Prove if $A$, $B$, and $C$ are square matrices and $ABC = I$, then $B$ is invertible and $B^{-1}= CA$.
I know that this proof can be done by taking the determinant of $ABC=I$ and showing that $A$, $B$, and $C$ are invertible and then finding the inverse of $B$. However, in this chapter of the book, we have not yet learned determinants so I would like to solve the problem without determinants. My proof method involves using a contradiction and is as follows:
Assume ${C^{-1}}$ does not exist, then $\exists$ $x$ $\neq$ $0$ such that $Cx = 0$.
$ABCx =Ix$
$AB0 = x$
$0=x$, which is a contradiction since we know that $x$ $\neq$ $0$, and therefore ${C^{-1}}$ exists.

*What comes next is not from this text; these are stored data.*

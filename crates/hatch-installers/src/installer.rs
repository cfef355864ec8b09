use crate::progress::ProgressEmitter;
use crate::InstallerError;
use hatch_schema::{Dependency, DependencyKey, ProgressPhase};
use serde::{Deserialize, Serialize};
use std::path::PathBuf;
use std::sync::atomic::{AtomicBool, Ordering};
use std::sync::Arc;
use std::time::{Duration, Instant};

/// What a successful `install` reports back.
#[derive(Debug, Clone, Default, PartialEq, Eq, Serialize, Deserialize)]
pub struct Installed {
    pub version: Option<String>,
    pub location: Option<String>,
}

impl Installed {
    pub fn new(version: Option<String>, location: Option<String>) -> Self {
        Self { version, location }
    }
}

/// Cooperative cancellation flag shared between the orchestrator and the
/// installers of one stage.
#[derive(Debug, Clone, Default)]
pub struct CancellationToken(Arc<AtomicBool>);

impl CancellationToken {
    pub fn new() -> Self {
        Self::default()
    }

    pub fn cancel(&self) {
        self.0.store(true, Ordering::SeqCst);
    }

    pub fn is_cancelled(&self) -> bool {
        self.0.load(Ordering::SeqCst)
    }
}

/// Shared context handed to every installer call.
#[derive(Clone)]
pub struct InstallContext {
    emitter: ProgressEmitter,
    cancel: CancellationToken,
    simulation: bool,
    timeout: Option<Duration>,
    deadline: Option<Instant>,
}

impl InstallContext {
    pub fn new(emitter: ProgressEmitter, cancel: CancellationToken) -> Self {
        Self {
            emitter,
            cancel,
            simulation: false,
            timeout: None,
            deadline: None,
        }
    }

    /// Context for one-off calls outside an orchestrated run.
    pub fn detached(key: DependencyKey) -> Self {
        Self::new(ProgressEmitter::detached(key), CancellationToken::new())
    }

    #[must_use]
    pub fn with_simulation(mut self, simulation: bool) -> Self {
        self.simulation = simulation;
        self
    }

    /// Start the per-dependency clock now.
    #[must_use]
    pub fn with_timeout(mut self, timeout: Option<Duration>) -> Self {
        self.timeout = timeout;
        self.deadline = timeout.map(|t| Instant::now() + t);
        self
    }

    pub fn emitter(&self) -> &ProgressEmitter {
        &self.emitter
    }

    pub fn cancellation(&self) -> &CancellationToken {
        &self.cancel
    }

    /// When set, installers validate and emit events but mutate nothing.
    pub fn simulation(&self) -> bool {
        self.simulation
    }

    pub fn is_cancelled(&self) -> bool {
        self.cancel.is_cancelled()
    }

    /// Fails with `Cancelled` or `TimedOut` when the installer should stop.
    pub fn check(&self) -> Result<(), InstallerError> {
        if self.cancel.is_cancelled() {
            return Err(InstallerError::Cancelled);
        }
        if let (Some(deadline), Some(timeout)) = (self.deadline, self.timeout) {
            if Instant::now() >= deadline {
                return Err(InstallerError::TimedOut(timeout));
            }
        }
        Ok(())
    }

    pub fn progress(&self, percent: Option<u8>, message: impl Into<String>) {
        self.emitter.emit(ProgressPhase::Progress, percent, message);
    }
}

/// Capability every dependency backend implements.
///
/// Implementations are shared across threads for the lifetime of the
/// process; per-call state lives in the [`InstallContext`].
pub trait Installer: Send + Sync {
    fn name(&self) -> &str;

    fn can_handle(&self, dependency: &Dependency) -> bool;

    /// Whether the dependency is already present. Must not mutate anything.
    fn is_already_satisfied(
        &self,
        dependency: &Dependency,
        ctx: &InstallContext,
    ) -> Result<bool, InstallerError>;

    fn install(
        &self,
        dependency: &Dependency,
        ctx: &InstallContext,
    ) -> Result<Installed, InstallerError>;

    /// Compensating action. Must tolerate a partially failed install and
    /// succeed when there is nothing to undo.
    fn uninstall(&self, dependency: &Dependency, ctx: &InstallContext)
        -> Result<(), InstallerError>;

    /// Called for each dependency this installer completed, once the whole
    /// request has succeeded. Drops anything kept only so `uninstall` could
    /// restore what was there before.
    fn commit(&self, _dependency: &Dependency, _ctx: &InstallContext) -> Result<(), InstallerError> {
        Ok(())
    }
}

/// Paths and executable names used by the concrete backends.
#[derive(Debug, Clone, PartialEq, Eq)]
pub struct BackendConfig {
    pub python: String,
    pub apt_get: String,
    pub dpkg_query: String,
    pub docker: String,
    /// Directory holding hatch packages as `<name>/<version>/` or `<name>/`.
    pub package_source: Option<PathBuf>,
    /// Environment directory hatch packages are copied into.
    pub environment_dir: PathBuf,
}

impl BackendConfig {
    pub fn new(environment_dir: impl Into<PathBuf>) -> Self {
        Self {
            python: "python3".to_owned(),
            apt_get: "apt-get".to_owned(),
            dpkg_query: "dpkg-query".to_owned(),
            docker: "docker".to_owned(),
            package_source: None,
            environment_dir: environment_dir.into(),
        }
    }
}

#[cfg(test)]
mod tests {
    use super::*;

    #[test]
    fn check_reports_cancellation() {
        let ctx = InstallContext::detached(DependencyKey::new("runtime:x"));
        assert!(ctx.check().is_ok());
        ctx.cancellation().cancel();
        assert!(ctx.is_cancelled());
        assert!(matches!(ctx.check(), Err(InstallerError::Cancelled)));
    }

    #[test]
    fn check_reports_timeout() {
        let ctx = InstallContext::detached(DependencyKey::new("runtime:x"))
            .with_timeout(Some(Duration::from_millis(0)));
        assert!(matches!(ctx.check(), Err(InstallerError::TimedOut(_))));
    }

    #[test]
    fn cancellation_token_clones_share_state() {
        let a = CancellationToken::new();
        let b = a.clone();
        b.cancel();
        assert!(a.is_cancelled());
    }

    #[test]
    fn simulation_flag_defaults_off() {
        let ctx = InstallContext::detached(DependencyKey::new("runtime:x"));
        assert!(!ctx.simulation());
        assert!(ctx.with_simulation(true).simulation());
    }

    #[test]
    fn backend_config_defaults() {
        let cfg = BackendConfig::new("/tmp/env");
        assert_eq!(cfg.python, "python3");
        assert_eq!(cfg.docker, "docker");
        assert!(cfg.package_source.is_none());
    }
}
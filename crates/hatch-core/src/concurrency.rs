use crate::CoreError;
use fs2::FileExt;
use std::fs::{File, OpenOptions};
use std::path::Path;
use std::sync::atomic::{AtomicBool, Ordering};

/// Exclusive advisory lock on the environment store, released on drop.
pub struct StoreLock {
    file: File,
}

fn open_lock_file(path: &Path) -> Result<File, CoreError> {
    if let Some(parent) = path.parent() {
        std::fs::create_dir_all(parent)?;
    }
    Ok(OpenOptions::new()
        .create(true)
        .write(true)
        .truncate(false)
        .open(path)?)
}

impl StoreLock {
    /// Block until the lock at `path` is held.
    pub fn acquire(path: &Path) -> Result<Self, CoreError> {
        let file = open_lock_file(path)?;
        file.lock_exclusive()
            .map_err(|e| CoreError::Lock(format!("{}: {e}", path.display())))?;
        Ok(Self { file })
    }

    /// `None` when another process holds the lock.
    pub fn try_acquire(path: &Path) -> Result<Option<Self>, CoreError> {
        let file = open_lock_file(path)?;
        Ok(file.try_lock_exclusive().ok().map(|()| Self { file }))
    }
}

impl Drop for StoreLock {
    fn drop(&mut self) {
        let _ = self.file.unlock();
    }
}

static SHUTDOWN_REQUESTED: AtomicBool = AtomicBool::new(false);

/// Route Ctrl-C into a process-wide flag the orchestrator polls. A second
/// interrupt exits immediately.
pub fn install_signal_handler() {
    let _ = ctrlc::set_handler(move || {
        if SHUTDOWN_REQUESTED.swap(true, Ordering::SeqCst) {
            std::process::exit(130);
        }
        eprintln!("\ninterrupt received, cancelling and rolling back...");
    });
}

pub fn shutdown_requested() -> bool {
    SHUTDOWN_REQUESTED.load(Ordering::SeqCst)
}

#[cfg(test)]
mod tests {
    use super::*;

    #[test]
    fn lock_file_is_created() {
        let dir = tempfile::tempdir().unwrap();
        let path = dir.path().join("nested/store.lock");
        let _lock = StoreLock::acquire(&path).unwrap();
        assert!(path.exists());
    }

    #[test]
    fn try_acquire_fails_while_held() {
        let dir = tempfile::tempdir().unwrap();
        let path = dir.path().join("store.lock");
        let held = StoreLock::acquire(&path).unwrap();
        assert!(StoreLock::try_acquire(&path).unwrap().is_none());
        drop(held);
        assert!(StoreLock::try_acquire(&path).unwrap().is_some());
    }
}
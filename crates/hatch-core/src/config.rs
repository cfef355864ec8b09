use crate::CoreError;
use hatch_installers::BackendConfig;
use serde::{Deserialize, Serialize};
use std::path::{Path, PathBuf};
use std::time::Duration;

/// Overrides the directory holding config, environments and packages.
pub const HOME_ENV: &str = "HATCH_HOME";
/// Overrides the configured installer backend (`system` or `mock`).
pub const BACKEND_ENV: &str = "HATCH_INSTALLER_BACKEND";

const CONFIG_FILE: &str = "config.toml";
const DEFAULT_BACKEND: &str = "system";

/// `$HATCH_HOME`, or `~/.hatch`.
pub fn hatch_home() -> Result<PathBuf, CoreError> {
    if let Some(home) = std::env::var_os(HOME_ENV).filter(|v| !v.is_empty()) {
        return Ok(PathBuf::from(home));
    }
    let home = std::env::var_os("HOME")
        .filter(|v| !v.is_empty())
        .ok_or_else(|| CoreError::Config("neither HATCH_HOME nor HOME is set".to_owned()))?;
    Ok(PathBuf::from(home).join(".hatch"))
}

#[derive(Debug, Clone, Default, PartialEq, Eq, Serialize, Deserialize)]
#[serde(deny_unknown_fields)]
pub struct HatchConfig {
    /// Worker limit per stage; unset runs every group of a stage at once.
    #[serde(default, skip_serializing_if = "Option::is_none")]
    pub concurrency: Option<usize>,
    #[serde(default, skip_serializing_if = "Option::is_none")]
    pub backend: Option<String>,
    #[serde(default, skip_serializing_if = "Option::is_none")]
    pub dependency_timeout_secs: Option<u64>,
    #[serde(default, skip_serializing_if = "Option::is_none")]
    pub python: Option<String>,
    #[serde(default, skip_serializing_if = "Option::is_none")]
    pub apt_get: Option<String>,
    #[serde(default, skip_serializing_if = "Option::is_none")]
    pub docker: Option<String>,
    #[serde(default, skip_serializing_if = "Option::is_none")]
    pub package_source: Option<PathBuf>,
}

impl HatchConfig {
    /// Read `config.toml` from the hatch home; defaults when absent.
    pub fn load_from_home(home: &Path) -> Result<Self, CoreError> {
        Self::load(&home.join(CONFIG_FILE))
    }

    pub fn load(path: &Path) -> Result<Self, CoreError> {
        let content = match std::fs::read_to_string(path) {
            Ok(c) => c,
            Err(e) if e.kind() == std::io::ErrorKind::NotFound => return Ok(Self::default()),
            Err(e) => return Err(e.into()),
        };
        let config: Self = toml::from_str(&content)
            .map_err(|e| CoreError::Config(format!("invalid {}: {e}", path.display())))?;
        if config.concurrency == Some(0) {
            return Err(CoreError::Config("concurrency must be at least 1".to_owned()));
        }
        Ok(config)
    }

    /// Backend name, with `env_override` (normally `HATCH_INSTALLER_BACKEND`)
    /// taking precedence over the file.
    pub fn backend_name(&self, env_override: Option<&str>) -> String {
        env_override
            .map(str::trim)
            .filter(|v| !v.is_empty())
            .or(self.backend.as_deref())
            .unwrap_or(DEFAULT_BACKEND)
            .to_owned()
    }

    pub fn dependency_timeout(&self) -> Option<Duration> {
        self.dependency_timeout_secs.map(Duration::from_secs)
    }

    pub fn backend_config(&self, environment_dir: impl Into<PathBuf>) -> BackendConfig {
        let mut config = BackendConfig::new(environment_dir);
        if let Some(python) = &self.python {
            config.python.clone_from(python);
        }
        if let Some(apt_get) = &self.apt_get {
            config.apt_get.clone_from(apt_get);
        }
        if let Some(docker) = &self.docker {
            config.docker.clone_from(docker);
        }
        config.package_source.clone_from(&self.package_source);
        config
    }
}
use crate::command::{query, run};
use crate::installer::{BackendConfig, InstallContext, Installed, Installer};
use crate::InstallerError;
use hatch_schema::{Dependency, DependencyKind};
use tracing::info;

/// Container image dependencies through the docker CLI.
pub struct DockerInstaller {
    docker: String,
}

impl DockerInstaller {
    pub fn new(config: &BackendConfig) -> Self {
        Self {
            docker: config.docker.clone(),
        }
    }

    fn image_present(&self, reference: &str) -> Result<bool, InstallerError> {
        Ok(query(&self.docker, &["image", "inspect", reference])?.success)
    }
}

/// Full image reference: optional registry prefix, name, and tag.
///
/// The tag is the resolved version, else an exact or bare constraint,
/// else `latest`. The `dockerhub` hint means no registry prefix.
pub(crate) fn image_reference(dependency: &Dependency) -> String {
    let tag = dependency
        .resolved_version
        .as_deref()
        .or_else(|| dependency.pinned_version())
        .or_else(|| {
            dependency
                .version_constraint
                .as_deref()
                .map(str::trim)
                .filter(|c| {
                    !c.is_empty()
                        && c.chars()
                            .all(|ch| ch.is_ascii_alphanumeric() || matches!(ch, '.' | '-' | '_'))
                })
        })
        .unwrap_or("latest");
    let registry = dependency
        .backend_hint
        .as_deref()
        .filter(|h| !h.is_empty() && *h != "dockerhub" && *h != "docker");
    match registry {
        Some(r) => format!("{}/{}:{tag}", r.trim_end_matches('/'), dependency.name),
        None => format!("{}:{tag}", dependency.name),
    }
}

impl Installer for DockerInstaller {
    fn name(&self) -> &'static str {
        "docker"
    }

    fn can_handle(&self, dependency: &Dependency) -> bool {
        dependency.kind == DependencyKind::Container
    }

    fn is_already_satisfied(
        &self,
        dependency: &Dependency,
        _ctx: &InstallContext,
    ) -> Result<bool, InstallerError> {
        self.image_present(&image_reference(dependency))
    }

    fn install(
        &self,
        dependency: &Dependency,
        ctx: &InstallContext,
    ) -> Result<Installed, InstallerError> {
        let reference = image_reference(dependency);
        if ctx.simulation() {
            run(&self.docker, &["version".to_owned()], ctx)?;
            ctx.progress(None, format!("would pull {reference}"));
        } else {
            ctx.progress(Some(10), format!("pulling {reference}"));
            run(&self.docker, &["pull".to_owned(), reference.clone()], ctx)?;
            info!("pulled image {reference}");
        }
        let tag = reference.rsplit_once(':').map(|(_, t)| t.to_owned());
        Ok(Installed::new(tag, Some(reference)))
    }

    fn uninstall(
        &self,
        dependency: &Dependency,
        ctx: &InstallContext,
    ) -> Result<(), InstallerError> {
        let reference = image_reference(dependency);
        if ctx.simulation() {
            ctx.progress(None, format!("would remove {reference}"));
            return Ok(());
        }
        if !self.image_present(&reference)? {
            return Ok(());
        }
        run(&self.docker, &["rmi".to_owned(), reference], ctx)?;
        Ok(())
    }
}
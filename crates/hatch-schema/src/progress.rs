use crate::types::DependencyKey;
use serde::{Deserialize, Serialize};
use std::fmt;

#[derive(Debug, Clone, Copy, PartialEq, Eq, Serialize, Deserialize)]
#[serde(rename_all = "lowercase")]
pub enum ProgressPhase {
    Started,
    Progress,
    Completed,
    Failed,
}

impl fmt::Display for ProgressPhase {
    fn fmt(&self, f: &mut fmt::Formatter<'_>) -> fmt::Result {
        match self {
            ProgressPhase::Started => write!(f, "started"),
            ProgressPhase::Progress => write!(f, "progress"),
            ProgressPhase::Completed => write!(f, "completed"),
            ProgressPhase::Failed => write!(f, "failed"),
        }
    }
}

/// Immutable lifecycle event for one dependency.
///
/// `sequence` comes from a single counter per installation request, so
/// observers can restore a total order across concurrent installs.
#[derive(Debug, Clone, PartialEq, Eq, Serialize, Deserialize)]
pub struct ProgressEvent {
    pub dependency_key: DependencyKey,
    pub phase: ProgressPhase,
    #[serde(default, skip_serializing_if = "Option::is_none")]
    pub percent: Option<u8>,
    pub message: String,
    pub sequence: u64,
}

impl fmt::Display for ProgressEvent {
    fn fmt(&self, f: &mut fmt::Formatter<'_>) -> fmt::Result {
        write!(f, "[{}] {} {}", self.sequence, self.dependency_key, self.phase)?;
        if let Some(p) = self.percent {
            write!(f, " {p}%")?;
        }
        if !self.message.is_empty() {
            write!(f, ": {}", self.message)?;
        }
        Ok(())
    }
}

#[cfg(test)]
mod tests {
    use super::*;

    #[test]
    fn display_includes_sequence_phase_and_percent() {
        let ev = ProgressEvent {
            dependency_key: DependencyKey::new("runtime:numpy"),
            phase: ProgressPhase::Progress,
            percent: Some(40),
            message: "downloading".to_owned(),
            sequence: 7,
        };
        assert_eq!(ev.to_string(), "[7] runtime:numpy progress 40%: downloading");
    }

    #[test]
    fn phase_serializes_lowercase() {
        assert_eq!(
            serde_json::to_string(&ProgressPhase::Completed).unwrap(),
            "\"completed\""
        );
    }
}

$AB$${C^{-1}}$ $=I$${C^{-1}}$
$AB=$${C^{-1}}$
WLOG, B is invertible
$CAB =C$${C^{-1}}$
$CAB = I$
$CAB$${B^{-1}}$ $=I$${B^{-1}}$
$CA=$${B^{-1}}$
My question is if it is correct to assume ${C^{-1}}$ does not exist since the proof does not mention anything about ${C^{-1}}$ existing or not.
Best Answer
It can be shown, via elementary means, that if $M$ and $N$ are square matrices such that $MN = I$, then $NM= I$.
Thus, if $ABC = A(BC) = I$, then $(BC)A = B(CA) = I$, which shows that $B$ is invertible and $B^{-1}=CA$.